Asian Shares Slip From Six-Month High Ahead of Fed Policy Decision

TOKYO/HONG KONG (Reuters) —
A Chinese investor uses his phone as he monitors stock prices at a brokerage house in Beijing, Wednesday. (AP Photo/Mark Schiefelbein)

Asian shares slid on Wednesday as investors took profits ahead of a policy decision by the Federal Reserve which is expected to shed more light on its interest rate plans for the rest of the year.

European stocks were expected to open lower, with futures tracking Britain’s FTSE, France’s CAC and Germany’s DAX indexes down between 0.5 percent to 0.7 percent in early trade.

MSCI’s broadest index of Asia-Pacific shares outside Japan dropped 0.2 percent, weighed down by Australia and South Korea.

Japan’s Nikkei climbed 0.2 percent while mainland Chinese blue-chip shares were flat.

Wall Street shares were narrowly mixed on Tuesday, with the S&P 500 losing 0.01 percent and the Nasdaq adding 0.12 percent.

Some market players said selling was triggered by a report of U.S. concerns that China is pushing back against American demands in trade talks.

Still, on the whole, many market players held on to hopes of a trade deal between Washington and Beijing as officials from both sides remained locked in negotiations.

U.S. Trade Representative Robert Lighthizer and Treasury Secretary Steven Mnuchin plan to travel to China next week for another round of trade talks with Chinese Vice Premier Liu He, a Trump administration official said on Tuesday.

“China is eager to come to an agreement so I’m not too worried. As long as they are holding meetings, many things will work out,” said Wang Shenshen, strategist at Tokai Tokyo Research Center.

Confidence among Asian companies remained near three-year lows in the first quarter as the U.S.-China trade dispute dragged on, pulling down a global economy that is already on a downward path, a Thomson Reuters/INSEAD survey found.

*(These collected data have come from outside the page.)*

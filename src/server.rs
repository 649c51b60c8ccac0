//! Admin side: advertises itself, accepts agents and pushes files to them

use anyhow::{Context, Result};
use crossbeam_channel::Receiver;
use parking_lot::Mutex;
use std::net::{IpAddr, SocketAddr, TcpListener};
use std::path::Path;
use std::sync::Arc;
use std::time::Duration;
use tracing::{info, warn};
use uuid::Uuid;

use crate::config::Config;
use crate::discovery::Advertiser;
use crate::error::{SessionError, TransferError};
use crate::events::Event;
use crate::message::PeerIdentity;
use crate::net;
use crate::node::{Node, NodeOptions};
use crate::session::{self, SessionInfo};
use crate::transfer::CancelOutcome;

pub struct Server {
    node: Arc<Node>,
    local_addr: SocketAddr,
    advertiser: Mutex<Option<Advertiser>>,
    discovery_addr: Option<SocketAddr>,
}

impl Server {
    /// Bind the session port and start accepting. Failing to bind is an
    /// error; failing to advertise is reported as
    /// [`Event::DiscoveryUnavailable`] and the server keeps running.
    pub fn start(config: Config, options: NodeOptions) -> Result<(Self, Receiver<Event>)> {
        let (node, events) = Node::new(config, options)?;
        let cfg = node.config();
        let listener = net::bind_listener(cfg.bind_ip, cfg.session_port)
            .with_context(|| format!("bind session port {}:{}", cfg.bind_ip, cfg.session_port))?;
        let local_addr = listener.local_addr()?;
        info!(addr = %local_addr, host = %node.ctx.hostname, "server listening");

        let advertiser = if cfg.discovery_enabled {
            match Advertiser::spawn(
                cfg,
                node.ctx.hostname.clone(),
                local_addr.port(),
                node.token().child(),
            ) {
                Ok(a) => Some(a),
                Err(e) => {
                    warn!("discovery unavailable: {:#}", e);
                    node.ctx
                        .events
                        .emit(Event::DiscoveryUnavailable(format!("{:#}", e)));
                    None
                }
            }
        } else {
            None
        };
        let discovery_addr = advertiser.as_ref().map(|a| a.local_addr());

        let accept_node = node.clone();
        let handle = std::thread::Builder::new()
            .name("lanpush-accept".into())
            .spawn(move || accept_loop(accept_node, listener))?;
        node.add_worker(handle);

        Ok((
            Self {
                node,
                local_addr,
                advertiser: Mutex::new(advertiser),
                discovery_addr,
            },
            events,
        ))
    }

    pub fn local_addr(&self) -> SocketAddr {
        self.local_addr
    }

    /// Where the advertiser listens, if discovery started
    pub fn discovery_addr(&self) -> Option<SocketAddr> {
        self.discovery_addr
    }

    /// Queue a file for one connected (or soon reconnecting) agent
    pub fn push(&self, peer: IpAddr, path: impl AsRef<Path>) -> Result<Uuid, TransferError> {
        self.node.push(peer, path.as_ref())
    }

    /// Queue a file for every agent currently connected
    pub fn push_all(&self, path: impl AsRef<Path>) -> Vec<(IpAddr, Result<Uuid, TransferError>)> {
        self.node
            .sessions()
            .into_iter()
            .map(|s| (s.peer, self.node.push(s.peer, path.as_ref())))
            .collect()
    }

    pub fn cancel(&self, peer: IpAddr, file_name: &str) -> CancelOutcome {
        self.node.cancel(peer, file_name)
    }

    pub fn pending(&self, peer: IpAddr) -> Vec<String> {
        self.node.pending(peer)
    }

    pub fn disconnect(&self, peer: IpAddr) -> bool {
        self.node.disconnect(peer)
    }

    pub fn sessions(&self) -> Vec<SessionInfo> {
        self.node.sessions()
    }

    /// Identities of connected agents
    pub fn peers(&self) -> Vec<(IpAddr, PeerIdentity)> {
        self.node
            .sessions()
            .into_iter()
            .filter_map(|s| s.identity.map(|id| (s.peer, id)))
            .collect()
    }

    pub fn stop(&self) {
        self.node.stop();
        if let Some(a) = self.advertiser.lock().take() {
            a.join();
        }
    }
}

impl Drop for Server {
    fn drop(&mut self) {
        self.stop();
    }
}

fn accept_loop(node: Arc<Node>, listener: TcpListener) {
    let pause = node.config().poll().min(Duration::from_millis(100));
    while !node.token().is_cancelled() {
        match listener.accept() {
            Ok((stream, addr)) => match session::start(&node.ctx, stream, false) {
                Ok(_) => {}
                Err(SessionError::Duplicate(ip)) => {
                    info!(peer = %ip, "already connected, dropping new connection");
                }
                Err(e) => warn!(peer = %addr, "session setup failed: {}", e),
            },
            Err(e) if e.kind() == std::io::ErrorKind::WouldBlock => std::thread::sleep(pause),
            Err(e) => {
                warn!("accept failed: {}", e);
                std::thread::sleep(pause);
            }
        }
    }
}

Companies in the survey listed the global trade war as the top business risk, followed by higher interest rates and the slowing Chinese economy.

The Federal Reserve is widely expected to keep rates steady later in the day, putting the main market focus on its policymakers’ rate projections for the next few years.

Since the beginning of year, Fed Chairman Jerome Powell has said the central bank would be patient – interpreted as a code word for holding off on a rate hike – on signs of slowing economic growth in the United States and many parts of the world.

Financial markets have gone even further by pricing in a rate cut this year. Fed funds futures point to about a 30-percent chance of a cut by the end of year.

The Fed is also expected to lay out a plan to stop shrinking its $4 trillion balance sheet, or so-called quantitative tightening. Many policy makers have suggested the Fed is likely to conclude the process and stabilize its bond holdings by the end of this year.

“I think market consensus centers around an end in September but we expect the Fed to end its balance sheet rolloff in June, at around $3.85 trillion yen, based on our calculations on the amount of excess reserves the Fed will need,” said Shuji Shirota, head of macroeconomic strategy at HSBC Securities in Tokyo.

Expectations of a more cautious Fed have dented the U.S. dollar, which has already been under pressure this year after Powell all but signaled a pause to the tightening cycle at the previous meeting.

The dollar’s index against a basket of six major currencies hit a 2-½-week low of 96.288 on Tuesday and last stood at 96.445.

The euro traded little changed at $1.1347, near Tuesday’s two-week high of $1.1362.

The dollar fetched 111.54 yen, down slightly on the day and below Friday’s nine-day high of 111.90.

The Australian dollar dipped 0.1 percent to $0.7080 , as the country’s bond yields extended their breakneck decline to multi-year lows on expectations of a domestic rate cut.

It was not helped by a 6-percent fall in China’s iron ore prices on expectation of higher supply as Vale SA is set to resume work at its largest iron ore mine in Minas Gerais state.

The British pound remained hostage to headlines on Brexit.

Prime Minister Theresa May is expected to ask the European Union to delay Brexit by at least three months after her plan to hold a third vote on her deal was thrown into disarray by a surprise intervention from the speaker of Parliament.

May had earlier warned Parliament that if it did not ratify her deal, she would ask to delay Brexit beyond June 30, a step that Brexit’s advocates fear would endanger the entire divorce.

On the other hand, the EU’s chief negotiator, Michel Barnier, has said an extension would only make sense if it increased the chances of May’s deal being ratified by Britain’s House of Commons.

Sterling last stood flat at $1.3257, off its nine-month peak of $1.3380 hit a week ago.

Oil prices held close to four-month highs on expectations that OPEC would continue production cuts through the end of the year and after data from the American Petroleum Institute (API) showed a surprise draw-down on crude inventories.

U.S. West Texas Intermediate (WTI) futures were pretty much flat at $59.02 per barrel after touching their highest since November at $59.57 on Tuesday.